A Review of the Television Pilot

By Tom BakerPublished 3 years ago Updated 3 years ago 5 min read

When I was a kid we lived in a puke-green trailer on a road by the college, which cut into the bypass or went out into the country, I can't remember which, but there was a sort of meridian with weeds and I often walked through it, by the oldest building near the college, before returning home to MTV and the latest R.E.M. video (which was that "buy the sky, sell the sky thing").

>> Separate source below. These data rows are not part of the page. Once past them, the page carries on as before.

//! 批量分析
//!
//! 扫描文件夹中的 .xlsx 文件，并行分析，每个文件使用独立的 AuditSession。

use crate::cli::ExportFormat;
use crate::config::Config;
use crate::error::{LossAuditError, Result};
use crate::export;
use crate::ingest;
use indicatif::{ProgressBar, ProgressStyle};
use loss_audit_common::AuditSession;
use rayon::prelude::*;
use std::collections::HashSet;
use std::path::{Path, PathBuf};
use walkdir::WalkDir;

const EXCEL_EXTENSIONS: &[&str] = &["xlsx", "xlsm"];

/// 单个文件的处理结果
#[derive(Debug)]
pub struct BatchItem {
    pub input: PathBuf,
    pub outcome: std::result::Result<BatchSummary, String>,
}

#[derive(Debug, Clone, PartialEq, Eq)]
pub struct BatchSummary {
    pub outputs: Vec<PathBuf>,
    pub exception_projects: usize,
    pub failed_rules: usize,
}

fn is_excel_file(path: &Path) -> bool {
    let is_lock_file = path
        .file_name()
        .and_then(|n| n.to_str())
        .map(|n| n.starts_with("~$"))
        .unwrap_or(false);
    let has_ext = path
        .extension()
        .and_then(|e| e.to_str())
        .map(|e| EXCEL_EXTENSIONS.contains(&e.to_lowercase().as_str()))
        .unwrap_or(false);
    has_ext && !is_lock_file
}

/// 扫描文件夹（`recursive` 为 false 时只看直下）
pub fn scan_folder(folder: &Path, recursive: bool) -> Result<Vec<PathBuf>> {
    if !folder.is_dir() {
        return Err(LossAuditError::FolderNotFound(folder.display().to_string()));
    }

    let max_depth = if recursive { usize::MAX } else { 1 };
    let mut files: Vec<PathBuf> = WalkDir::new(folder)
        .max_depth(max_depth)
        .into_iter()
        .filter_map(|e| e.ok())
        .filter(|e| e.file_type().is_file() && is_excel_file(e.path()))
        .map(|e| e.into_path())
        .collect();

    files.sort();
    Ok(files)
}

/// 单个文件的输出位置
#[derive(Debug, Clone, PartialEq, Eq)]
pub struct OutputTarget {
    pub dir: PathBuf,
    pub stem: String,
}

/// 输出文件名（不含扩展名）
pub fn default_stem(input: &Path) -> String {
    let stem = input
        .file_stem()
        .and_then(|s| s.to_str())
        .unwrap_or("loss-audit");
    format!("{}_分析结果", stem)
}

fn output_dir_for(input: &Path, config: &Config, output_dir: Option<&Path>) -> PathBuf {
    output_dir
        .map(Path::to_path_buf)
        .or_else(|| config.output_dir.clone())
        .unwrap_or_else(|| input.parent().unwrap_or_else(|| Path::new(".")).to_path_buf())
}

/// 为每个输入文件确定输出位置
///
/// 同名文件输出到同一目录时依次加 `_1`、`_2` 后缀（不区分大小写）。
pub fn plan_outputs(files: &[PathBuf], config: &Config, output_dir: Option<&Path>) -> Vec<OutputTarget> {
    let mut used = HashSet::new();
    files
        .iter()
        .map(|input| {
            let dir = output_dir_for(input, config, output_dir);
            let base = default_stem(input);
            let key = |stem: &str| (dir.clone(), stem.to_lowercase());

            let mut stem = base.clone();
            let mut n = 0;
            while !used.insert(key(&stem)) {
                n += 1;
                stem = format!("{}_{}", base, n);
            }
            if n > 0 {
                tracing::warn!("{} 与其他文件同名，输出为 {}", input.display(), stem);
            }
            OutputTarget { dir, stem }
        })
        .collect()
}

/// 分析单个文件并输出到指定位置
pub fn analyze_file(
    input: &Path,
    config: &Config,
    format: &ExportFormat,
    target: &OutputTarget,
    sheet: Option<&str>,
) -> Result<BatchSummary> {
    let table = ingest::load_table(input, sheet, &config.source_layout())?;

    let mut session = AuditSession::new(&config.audit);
    session.upload(table);
    let report = session.run()?;

    let outputs = export::export_report(&report, format, &target.dir, &target.stem)?;

    Ok(BatchSummary {
        outputs,
        exception_projects: report.classification.all.len(),
        failed_rules: report.failed_rules().count(),
    })
}

/// 并行分析多个文件；单个文件失败不影响其他文件
pub fn run_batch(
    files: &[PathBuf],
    config: &Config,
    format: &ExportFormat,
    output_dir: Option<&Path>,
) -> Vec<BatchItem> {
    let targets = plan_outputs(files, config, output_dir);

    let pb = ProgressBar::new(files.len() as u64);
    pb.set_style(
        ProgressStyle::default_bar()
            .template("{spinner} [{bar:30}] {pos}/{len} {msg}")
            .unwrap_or_else(|_| ProgressStyle::default_bar())
            .progress_chars("=> "),
    );

    let items: Vec<BatchItem> = files
        .par_iter()
        .zip(targets.par_iter())
        .map(|(input, target)| {
            let outcome = analyze_file(input, config, format, target, None).map_err(|e| {
                tracing::warn!("{} 分析失败: {}", input.display(), e);
                e.to_string()
            });
            pb.inc(1);
            BatchItem {
                input: input.clone(),
                outcome,
            }
        })
        .collect();

    pb.finish_and_clear();
    items
}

Clive Barker and Stephen King (who said, "I have seen the future of horror. Its name is Clive Barker," a not altogether accurate prophecy) were hot, and the new network FOX released a bunch of syndicated shows, none of which, besides the horrible "Married...With Children" managed to survive. I'm not sure what that FOX has to do, maybe, with FOX News, and I don't care at this point. One of their shows, besides maybe "21 Jump Street" had a medium-sized impact on my young cranium. It was a dark, brooding, Eighties horror series about a werewolf. It was called..."Werewolf." (How do you like that for irony, huh? Huh?)

"Werewolf" starred John J. York ("Eric Cord") as a kind of Bruce Banner with fur, wandering around looking for Chuck Conners ("Skorzeny" in the show) an eyepatch-wearing sailor man who bit his friend whom Eric killed when he turned into a werewolf one night of oddly-endearing if hackneyed "tie the wolf man down to a chair" confessions. But I'm getting ahead of myself.

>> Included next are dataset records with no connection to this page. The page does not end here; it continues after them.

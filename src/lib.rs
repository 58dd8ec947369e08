//! loss-audit: 亏损项目分析 CLI
//!
//! 读取Excel源表，按配置的规则执行分析，输出JSON/Excel报告。

pub mod batch;
pub mod cli;
pub mod config;
pub mod error;
pub mod export;
pub mod ingest;
pub mod logging;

"Werewolf" was very dour, dark and gloomy, and subdued, and predated the "X-Files" by a few years. It served as the model for that later show, which would go on to become one of the biggest television successes of all time. Not so for the unfortunate "Werewolf," which was axed after a couple of seasons, despite the incredible transformation and werewolf effects provided by the late Rick Baker, in an era before everything was done with really lame computer graphics. The show was surprisingly grim and bloody in fact: Skorzeny actually sticks his fingers in his mouth and rips his face away when HE transforms into a wolf. (I have no clue how they got THAT past the TV censors, but it's an image I'll never forget.)

In the pilot episode, we're introduced to the story through the narration of "Alamo Joe" Rogan (Lance LeGault), a badass bounty hunter with a cowboy hat (what else?) who claims to be from Brooklyn but has a Texas accent which I never could quite figure out, and which almost ruins what comes after.

Eric lives with his friend Ted (Raphael Sbarge) and is a grad student. Ted is a werewolf, surprise, surprise, and goes out trolling clubs, killing couples on the make while listening to bad Eighties music, and then fesses up to Eric; and then, in true Lon Chaney Jr. fashion, has Eric tie him up. He transforms and breaks free anyway, and slices and dices his shocked roommate before Eric shoots him--I presume with a silver bullet.

Eric gets an incompetent lawyer, pawns his hot car (what Tony Montana might refer to as a "cream puff"), and then, out on bail, has his girlfriend, Kelly (Michelle Johnson), Ted's sister, tie HIM up in a storage unit or warehouse run by a fat, sweaty, greasy, and repellent caricature of a human being; and then transforms, and then wakes up naked with Kelly behind the wheel of a jeep, asleep. Or something along those lines.

Kelly assures him he didn't get out all night, and so he knows the murder committed must be by some OTHER werewolf. "There's another one out there!" he tells Kelly. And Eric knows he has to find him, because it is probably Skorzeny, and if he kills Skorzeny, he's free of the werewolf curse himself.

(By the way, Eric's palm begins to bleed a pentagram when he's about to transform. Shades of the original Wolf Man from 1941.)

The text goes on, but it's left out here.